Cholesterol is a waxy like substance that is made in the liver and found only in animal products such as meats, dairy products and eggs. Cholesterol is important to the body for various functions: it is responsible for making Vitamin D, hormones and bile salts which helps in the digestion of fats. The typical diet today has more than enough cholesterol and this is where the problem begins. While cholesterol alone may not cause heart disease, having high cholesterol is definitely a risk factor for developing heart disease later in life. Cholesterol is deposited in the arteries and over time can cause the arteries to become stiff and narrow. The narrowing of the arteries can lead to heart problems because the blood flow to the heart is reduced.
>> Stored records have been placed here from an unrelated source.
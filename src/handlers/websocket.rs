use serde::Deserialize;
use warp::ws::{WebSocket, Ws};
use warp::Reply;

use crate::constants::GLOBAL_ROOM_ID;
use crate::core::session::Session;
use crate::handlers::AppState;

/// Optional `?room=` selector shared by the subscribe and publish routes
#[derive(Debug, Default, Deserialize)]
pub struct RoomQuery {
    pub room: Option<String>,
}

impl RoomQuery {
    pub fn room_or_global(self) -> String {
        self.room
            .filter(|room| !room.is_empty())
            .unwrap_or_else(|| GLOBAL_ROOM_ID.to_string())
    }
}

// Upgrade the request and hand the socket to a session
pub fn handle_subscribe(ws: Ws, query: RoomQuery, state: AppState) -> impl Reply {
    let room = query.room_or_global();
    log::info!("New websocket connection for room '{}'", room);
    ws.on_upgrade(move |socket| handle_ws_client(socket, room, state))
}

pub async fn handle_ws_client(socket: WebSocket, room: String, state: AppState) {
    let session = Session::new(
        state.hub.clone(),
        state.matchmaker.clone(),
        room,
        state.config.write_timeout,
    );
    let outcome = session.run(socket).await;
    log::debug!(
        "Session closed ({}); {} subscribers remain",
        outcome,
        state.hub.subscriber_count().unwrap_or_default()
    );
}
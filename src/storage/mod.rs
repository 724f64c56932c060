pub mod memory;
pub mod postgrest;
pub mod traits;

pub use memory::MemoryRecordStore;
pub use postgrest::PostgrestRecordStore;
pub use traits::{ItemRecord, RecordStore, SharedRecordStore};
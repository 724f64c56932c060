//! Subscriber registry
//! Allocates subscriber ids and tracks which subscribers are alive.

use bytes::Bytes;
use std::collections::HashMap;
use std::sync::{Arc, Mutex};
use tokio::sync::mpsc;

use crate::core::envelope::{Peer, SubscriberId};
use crate::core::room::Room;
use crate::core::subscriber::{OverflowCallback, Subscriber};
use crate::error::Result;

pub struct Registry {
    next_id: Mutex<SubscriberId>,
    live: Mutex<HashMap<SubscriberId, Arc<Subscriber>>>,
    mailbox_capacity: usize,
}

impl Registry {
    pub fn new(mailbox_capacity: usize) -> Self {
        Self {
            next_id: Mutex::new(0),
            live: Mutex::new(HashMap::new()),
            mailbox_capacity,
        }
    }

    /// Create a subscriber with the next id and a fresh bounded mailbox.
    /// Ids are strictly increasing and never reused.
    pub fn allocate(
        &self,
        on_overflow: OverflowCallback,
    ) -> Result<(Arc<Subscriber>, mpsc::Receiver<Bytes>)> {
        let id = {
            let mut next = self.next_id.lock()?;
            let id = *next;
            *next += 1;
            id
        };

        let (tx, rx) = mpsc::channel(self.mailbox_capacity);
        let subscriber = Arc::new(Subscriber::new(id, tx, on_overflow));
        self.live.lock()?.insert(id, subscriber.clone());

        log::info!("Assigned new subscriber id={}", id);
        Ok((subscriber, rx))
    }

    /// Add a subscriber to a room's member set, returning the roster it joined
    pub fn register(&self, room: &Room, subscriber: &Arc<Subscriber>) -> Result<Vec<Peer>> {
        let roster = room.admit(subscriber.clone())?;
        log::debug!(
            "Subscriber {} registered in room '{}' ({} already present)",
            subscriber.id(),
            room.id(),
            roster.len()
        );
        Ok(roster)
    }

    /// Remove a subscriber from a room's member set. Removing an absent id is a no-op.
    pub fn deregister(&self, room: &Room, id: SubscriberId) -> Result<()> {
        if room.remove(id)? {
            log::debug!("Subscriber {} deregistered from room '{}'", id, room.id());
        }
        Ok(())
    }

    /// Point-in-time roster of a room
    pub fn snapshot(&self, room: &Room) -> Result<Vec<Peer>> {
        room.snapshot()
    }

    /// Look up a live subscriber
    pub fn get(&self, id: SubscriberId) -> Result<Option<Arc<Subscriber>>> {
        Ok(self.live.lock()?.get(&id).cloned())
    }

    /// Forget a subscriber once its session has torn down
    pub fn release(&self, id: SubscriberId) -> Result<()> {
        self.live.lock()?.remove(&id);
        Ok(())
    }

    pub fn live_count(&self) -> Result<usize> {
        Ok(self.live.lock()?.len())
    }
}

#[cfg(test)]
mod tests {
    use super::*;
    use std::collections::HashSet;

    #[test]
    fn test_ids_start_at_zero_and_increase() {
        let registry = Registry::new(4);
        let (a, _ra) = registry.allocate(Arc::new(|| {})).unwrap();
        let (b, _rb) = registry.allocate(Arc::new(|| {})).unwrap();
        assert_eq!(a.id(), 0);
        assert_eq!(b.id(), 1);
    }

    #[test]
    fn test_ids_not_reused_after_release() {
        let registry = Registry::new(4);
        let (a, _ra) = registry.allocate(Arc::new(|| {})).unwrap();
        registry.release(a.id()).unwrap();
        let (b, _rb) = registry.allocate(Arc::new(|| {})).unwrap();
        assert_eq!(b.id(), 1);
        assert!(registry.get(a.id()).unwrap().is_none());
    }

    #[test]
    fn test_concurrent_allocation_is_gap_free() {
        let registry = Arc::new(Registry::new(1));
        let handles: Vec<_> = (0..8)
            .map(|_| {
                let registry = registry.clone();
                std::thread::spawn(move || {
                    (0..50)
                        .map(|_| registry.allocate(Arc::new(|| {})).unwrap().0.id())
                        .collect::<Vec<_>>()
                })
            })
            .collect();

        let ids: HashSet<SubscriberId> = handles
            .into_iter()
            .flat_map(|handle| handle.join().unwrap())
            .collect();

        assert_eq!(ids.len(), 400);
        assert_eq!(ids, (0..400).collect::<HashSet<_>>());
    }

    #[test]
    fn test_register_deregister_snapshot() {
        let registry = Registry::new(4);
        let room = Room::new("global", "Global Lobby");
        let (a, _ra) = registry.allocate(Arc::new(|| {})).unwrap();
        let (b, _rb) = registry.allocate(Arc::new(|| {})).unwrap();

        registry.register(&room, &a).unwrap();
        let roster = registry.register(&room, &b).unwrap();
        assert_eq!(roster.iter().map(|p| p.id).collect::<Vec<_>>(), vec![0]);

        registry.deregister(&room, a.id()).unwrap();
        registry.deregister(&room, a.id()).unwrap();

        let snapshot = registry.snapshot(&room).unwrap();
        assert_eq!(snapshot.iter().map(|p| p.id).collect::<Vec<_>>(), vec![1]);
    }
}
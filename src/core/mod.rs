//! Hub machinery: subscribers, rooms, publishing, sessions and matchmaking

pub mod envelope;
pub mod hub;
pub mod matchmaking;
pub mod rate_limiter;
pub mod registry;
pub mod room;
pub mod session;
pub mod subscriber;

// Re-export main components for convenience
pub use envelope::{ChatMessage, ClientFrame, Envelope, Peer, PeerState, RoomId, SubscriberId};
pub use hub::{Hub, SharedHub};
pub use matchmaking::{MatchOutcome, Matchmaker, MatchmakingQueue, RandomWinner, WinnerPolicy};
pub use rate_limiter::RateLimiter;
pub use registry::Registry;
pub use room::{PublishReport, Room};
pub use session::{Session, SessionOutcome, SessionState};
pub use subscriber::{CloseRequest, ConnectionCell, Delivery, Subscriber};
//! Request handlers and the route tree

pub mod auth;
pub mod publish;
pub mod rejection;
pub mod websocket;

use std::convert::Infallible;
use std::sync::Arc;
use warp::http::Method;
use warp::{Filter, Reply};

use crate::auth::SharedIdentityProvider;
use crate::config::ServerConfig;
use crate::constants::WS_PATH;
use crate::core::hub::{Hub, SharedHub};
use crate::core::matchmaking::Matchmaker;
use crate::storage::SharedRecordStore;

pub use rejection::handle_rejection;
pub use websocket::handle_ws_client;

/// Everything a request handler can reach
#[derive(Clone)]
pub struct AppState {
    pub hub: SharedHub,
    pub matchmaker: Arc<Matchmaker>,
    pub identity: Option<SharedIdentityProvider>,
    pub config: Arc<ServerConfig>,
}

impl AppState {
    pub fn new(
        config: ServerConfig,
        store: SharedRecordStore,
        identity: Option<SharedIdentityProvider>,
    ) -> Self {
        let hub = Arc::new(Hub::from_config(&config));
        let matchmaker = Arc::new(Matchmaker::new(hub.clone(), store, &config));
        Self {
            hub,
            matchmaker,
            identity,
            config: Arc::new(config),
        }
    }
}

pub fn with_state(state: AppState) -> impl Filter<Extract = (AppState,), Error = Infallible> + Clone {
    warp::any().map(move || state.clone())
}

/// Full route tree served by the binary
pub fn routes(state: AppState) -> impl Filter<Extract = impl Reply, Error = Infallible> + Clone {
    let max_body = state.config.max_body_bytes;

    let health = warp::path("health")
        .and(warp::path::end())
        .and(warp::get())
        .map(|| "OK");

    let subscribe = warp::path(WS_PATH)
        .and(warp::path("subscribe"))
        .and(warp::path::end())
        .and(warp::ws())
        .and(warp::query::<websocket::RoomQuery>())
        .and(with_state(state.clone()))
        .map(websocket::handle_subscribe);

    let publish = warp::path(WS_PATH)
        .and(warp::path("publish"))
        .and(warp::path::end())
        .and(warp::post())
        .and(warp::query::<websocket::RoomQuery>())
        .and(warp::body::content_length_limit(max_body))
        .and(auth::with_identity(state.clone()))
        .and(warp::body::bytes())
        .and(with_state(state.clone()))
        .and_then(publish::handle_publish);

    let chat = warp::path(WS_PATH)
        .and(warp::path("chat"))
        .and(warp::path::end())
        .and(warp::post())
        .and(warp::body::content_length_limit(max_body))
        .and(auth::with_identity(state.clone()))
        .and(warp::body::json())
        .and(with_state(state.clone()))
        .and_then(publish::handle_chat);

    let queue_join = warp::path(WS_PATH)
        .and(warp::path!("queue" / "join"))
        .and(warp::post())
        .and(warp::body::content_length_limit(max_body))
        .and(auth::with_identity(state.clone()))
        .and(warp::body::json())
        .and(with_state(state.clone()))
        .and_then(publish::handle_queue_join);

    let lobby_join = warp::path(WS_PATH)
        .and(warp::path!("lobby" / "join"))
        .and(warp::post())
        .and(warp::body::content_length_limit(max_body))
        .and(auth::with_identity(state.clone()))
        .and(warp::body::json())
        .and(with_state(state.clone()))
        .and_then(publish::handle_lobby_join);

    let lobbies = warp::path(WS_PATH)
        .and(warp::path("lobbies"))
        .and(warp::path::end())
        .and(warp::get())
        .and(with_state(state))
        .and_then(publish::handle_lobbies);

    // Browser clients call these cross-origin
    let cors = warp::cors()
        .allow_any_origin()
        .allow_methods(vec![Method::GET, Method::POST, Method::OPTIONS])
        .allow_headers(vec!["content-type", "authorization"]);

    let browser_api = chat.or(queue_join).or(lobby_join).or(lobbies).with(cors);

    health
        .or(subscribe)
        .or(publish)
        .or(browser_api)
        .recover(handle_rejection)
}
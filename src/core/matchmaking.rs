//! Matchmaking queue
//! Players wait in FIFO order and are paired two at a time. Each pair is resolved on
//! its own task: the result is broadcast, persisted, and the players settle back.

use std::collections::VecDeque;
use std::sync::{Arc, Mutex};
use std::time::Duration;

use crate::config::ServerConfig;
use crate::core::envelope::{Envelope, SubscriberId};
use crate::core::hub::SharedHub;
use crate::error::{HubError, Result};
use crate::storage::{ItemRecord, SharedRecordStore};

/// Winner and loser of a resolved match
#[derive(Debug, Clone, Copy, PartialEq, Eq)]
pub struct MatchOutcome {
    pub winner: SubscriberId,
    pub loser: SubscriberId,
}

/// Decides who wins a pairing
pub trait WinnerPolicy: Send + Sync {
    fn decide(&self, first: SubscriberId, second: SubscriberId) -> MatchOutcome;
}

/// Coin flip between the two players. Placeholder until real match logic exists.
pub struct RandomWinner;

impl WinnerPolicy for RandomWinner {
    fn decide(&self, first: SubscriberId, second: SubscriberId) -> MatchOutcome {
        if rand::random::<bool>() {
            MatchOutcome {
                winner: first,
                loser: second,
            }
        } else {
            MatchOutcome {
                winner: second,
                loser: first,
            }
        }
    }
}

/// FIFO of waiting subscriber ids with its own lock
#[derive(Default)]
pub struct MatchmakingQueue {
    waiting: Mutex<VecDeque<SubscriberId>>,
}

impl MatchmakingQueue {
    pub fn new() -> Self {
        Self::default()
    }

    /// Append to the tail. When two or more are waiting, the two oldest are
    /// removed and returned as a pair.
    pub fn join(&self, id: SubscriberId) -> Result<Option<(SubscriberId, SubscriberId)>> {
        let mut waiting = self.waiting.lock()?;
        if waiting.contains(&id) {
            return Err(HubError::AlreadyQueued(id));
        }
        waiting.push_back(id);
        log::info!("User {} joined queue. Queue size: {}", id, waiting.len());

        if waiting.len() < 2 {
            return Ok(None);
        }
        match (waiting.pop_front(), waiting.pop_front()) {
            (Some(first), Some(second)) => Ok(Some((first, second))),
            _ => Ok(None),
        }
    }

    /// Drop a waiting id, e.g. when its connection goes away
    pub fn withdraw(&self, id: SubscriberId) -> Result<bool> {
        let mut waiting = self.waiting.lock()?;
        let before = waiting.len();
        waiting.retain(|&queued| queued != id);
        Ok(waiting.len() != before)
    }

    pub fn waiting(&self) -> Result<Vec<SubscriberId>> {
        Ok(self.waiting.lock()?.iter().copied().collect())
    }

    pub fn len(&self) -> Result<usize> {
        Ok(self.waiting.lock()?.len())
    }

    pub fn is_empty(&self) -> Result<bool> {
        Ok(self.waiting.lock()?.is_empty())
    }
}

/// Queue plus match resolution on top of the hub
pub struct Matchmaker {
    queue: MatchmakingQueue,
    hub: SharedHub,
    store: SharedRecordStore,
    policy: Arc<dyn WinnerPolicy>,
    settle_delay: Duration,
    system_owner_id: String,
}

impl Matchmaker {
    pub fn new(hub: SharedHub, store: SharedRecordStore, config: &ServerConfig) -> Self {
        Self {
            queue: MatchmakingQueue::new(),
            hub,
            store,
            policy: Arc::new(RandomWinner),
            settle_delay: config.match_settle_delay,
            system_owner_id: config.system_owner_id.clone(),
        }
    }

    /// Replace the winner policy
    pub fn with_policy(mut self, policy: Arc<dyn WinnerPolicy>) -> Self {
        self.policy = policy;
        self
    }

    pub fn queue(&self) -> &MatchmakingQueue {
        &self.queue
    }

    /// Enqueue an id; a completed pair is resolved on a separate task so the
    /// caller never waits on the match.
    pub fn join_queue(self: &Arc<Self>, id: SubscriberId) -> Result<Option<(SubscriberId, SubscriberId)>> {
        let pair = self.queue.join(id)?;

        if let Some((first, second)) = pair {
            log::info!("User {} and User {} were matched", first, second);
            let matchmaker = Arc::clone(self);
            tokio::spawn(async move {
                if let Err(e) = matchmaker.resolve(first, second).await {
                    log::error!("Failed to resolve match {} vs {}: {}", first, second, e);
                }
            });
        }

        Ok(pair)
    }

    /// Remove a disconnected subscriber from the queue
    pub fn withdraw(&self, id: SubscriberId) {
        match self.queue.withdraw(id) {
            Ok(true) => log::info!("User {} left the matchmaking queue", id),
            Ok(false) => {}
            Err(e) => log::error!("Failed to withdraw {} from queue: {}", id, e),
        }
    }

    /// Decide, announce and persist one match, then wait out the settle delay.
    /// Persistence runs detached; its failure is logged and never undoes the broadcast.
    pub async fn resolve(&self, first: SubscriberId, second: SubscriberId) -> Result<MatchOutcome> {
        let outcome = self.policy.decide(first, second);
        log::info!(
            "Match result: User {} wins against User {}",
            outcome.winner,
            outcome.loser
        );

        self.hub
            .broadcast(&Envelope::MatchResult {
                winner_id: outcome.winner,
                loser_id: outcome.loser,
            })
            .await?;

        let store = Arc::clone(&self.store);
        let record = ItemRecord::match_result(outcome.winner, &self.system_owner_id);
        tokio::spawn(async move {
            let title = record.title.clone();
            match store.insert_item(record).await {
                Ok(()) => log::info!(
                    "Match result stored via {}: title={}, winner={}",
                    store.backend_name(),
                    title,
                    outcome.winner
                ),
                Err(e) => log::error!("Failed to store match result: {}", e),
            }
        });

        tokio::time::sleep(self.settle_delay).await;
        log::info!("Returning players {} and {} to the general pool", first, second);

        Ok(outcome)
    }
}

#[cfg(test)]
mod tests {
    use super::*;

    #[test]
    fn test_pairs_two_oldest() {
        let queue = MatchmakingQueue::new();
        assert_eq!(queue.join(10).unwrap(), None);
        assert_eq!(queue.join(11).unwrap(), Some((10, 11)));
        assert!(queue.is_empty().unwrap());
    }

    #[test]
    fn test_third_waits_for_fourth() {
        let queue = MatchmakingQueue::new();
        queue.join(1).unwrap();
        queue.join(2).unwrap();
        assert_eq!(queue.join(3).unwrap(), None);
        assert_eq!(queue.waiting().unwrap(), vec![3]);
        assert_eq!(queue.join(4).unwrap(), Some((3, 4)));
    }

    #[test]
    fn test_duplicate_join_rejected() {
        let queue = MatchmakingQueue::new();
        queue.join(1).unwrap();
        assert!(matches!(queue.join(1), Err(HubError::AlreadyQueued(1))));
        assert_eq!(queue.len().unwrap(), 1);
    }

    #[test]
    fn test_withdraw_removes_once() {
        let queue = MatchmakingQueue::new();
        queue.join(1).unwrap();
        assert!(queue.withdraw(1).unwrap());
        assert!(!queue.withdraw(1).unwrap());
        assert_eq!(queue.join(2).unwrap(), None);
    }

    #[test]
    fn test_random_winner_picks_one_of_the_pair() {
        for _ in 0..32 {
            let outcome = RandomWinner.decide(4, 9);
            assert_ne!(outcome.winner, outcome.loser);
            assert!([4, 9].contains(&outcome.winner));
            assert!([4, 9].contains(&outcome.loser));
        }
    }
}
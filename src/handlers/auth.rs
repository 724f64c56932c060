//! Bearer-token gate for mutating endpoints

use warp::{Filter, Rejection};

use crate::auth::{extract_bearer_token, Identity};
use crate::error::HubError;
use crate::handlers::rejection::ApiError;
use crate::handlers::{with_state, AppState};

/// Resolves the caller's identity when auth is required; passes `None` otherwise.
/// Missing or invalid credentials reject with `Unauthorized`.
pub fn with_identity(
    state: AppState,
) -> impl Filter<Extract = (Option<Identity>,), Error = Rejection> + Clone {
    warp::header::optional::<String>("authorization")
        .and(with_state(state))
        .and_then(authorize)
}

async fn authorize(
    header: Option<String>,
    state: AppState,
) -> std::result::Result<Option<Identity>, Rejection> {
    if !state.config.require_auth {
        return Ok(None);
    }

    let provider = match &state.identity {
        Some(provider) => provider,
        None => {
            log::error!("Authentication required but no identity provider configured");
            return Err(ApiError::reject(HubError::Unauthorized));
        }
    };

    let token = match header.as_deref().and_then(extract_bearer_token) {
        Some(token) => token,
        None => {
            log::debug!("Request without bearer token rejected");
            return Err(ApiError::reject(HubError::Unauthorized));
        }
    };

    match provider.resolve(token).await {
        Ok(identity) => {
            log::debug!(
                "Authenticated {} via {}",
                identity.user_id,
                provider.provider_name()
            );
            Ok(Some(identity))
        }
        Err(e) => {
            log::warn!("Rejected credential: {}", e);
            Err(ApiError::reject(HubError::Unauthorized))
        }
    }
}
Not all cholesterol is created equally and you may have heard of the “good cholesterol” and the “bad cholesterol”. The Low Density Lipoprotein (LDL) or “bad cholesterol” is the main source of cholesterol buildup in the arteries. The higher the LDL, the higher the risk of heart disease; so, we should aim to keep our LDL below 100mg/dL. On the other hand, the High Density Lipoprotein (HDL) or “good cholesterol” helps the body get rid of some of the cholesterol in the body by removing it from the blood and taking it back to the liver where it is processed for excretion. Expert organizations such as the National Heart Lung and Blood Institute (NHLBI) recommends having HDL levels of 60mg/dL or higher. The NHLBI also recommends having a total cholesterol level of below 200mg/dL.

Uncontrollable Risk Factors

  1. Heredity: everybody makes cholesterol but there are some persons who make much more than is needed. There is no cause for this except that this is something that is imbedded in your genetic makeup which means you have a family history of the disease.
  2. Age: As we get older, our cholesterol levels naturally start to go up. It begins to rise around age 20 and continues to go up until about age 60 or 65.
  3. Sex: Before age 50, men’s total cholesterol levels tend to be higher than those of women of the same age—after age 50, the opposite happens. That’s because with menopause, women’s LDL levels often rise.

Controllable Risk Factors

  1. Diet: Three main nutrients in our diet are responsible for raising our LDL or ‘bad cholesterol’ levels—saturated fat, Trans fat and cholesterol. Of these, saturated fats have been shown to have the most impact on our levels.
  2. Overweight: Being overweight raises our LDL levels and triglycerides (another kind of fat floating in our blood) but lower our HDL or ‘good cholesterol’ levels.
  3. Physical activity: There are many benefits to being physically active including helping us to lose weight which helps to raise HDL levels resulting in lower LDL cholesterol levels.

Having high cholesterol levels is a major risk factor for developing heart disease, so it’s important that we know and monitor our cholesterol levels so ask your doctor for a simple blood test.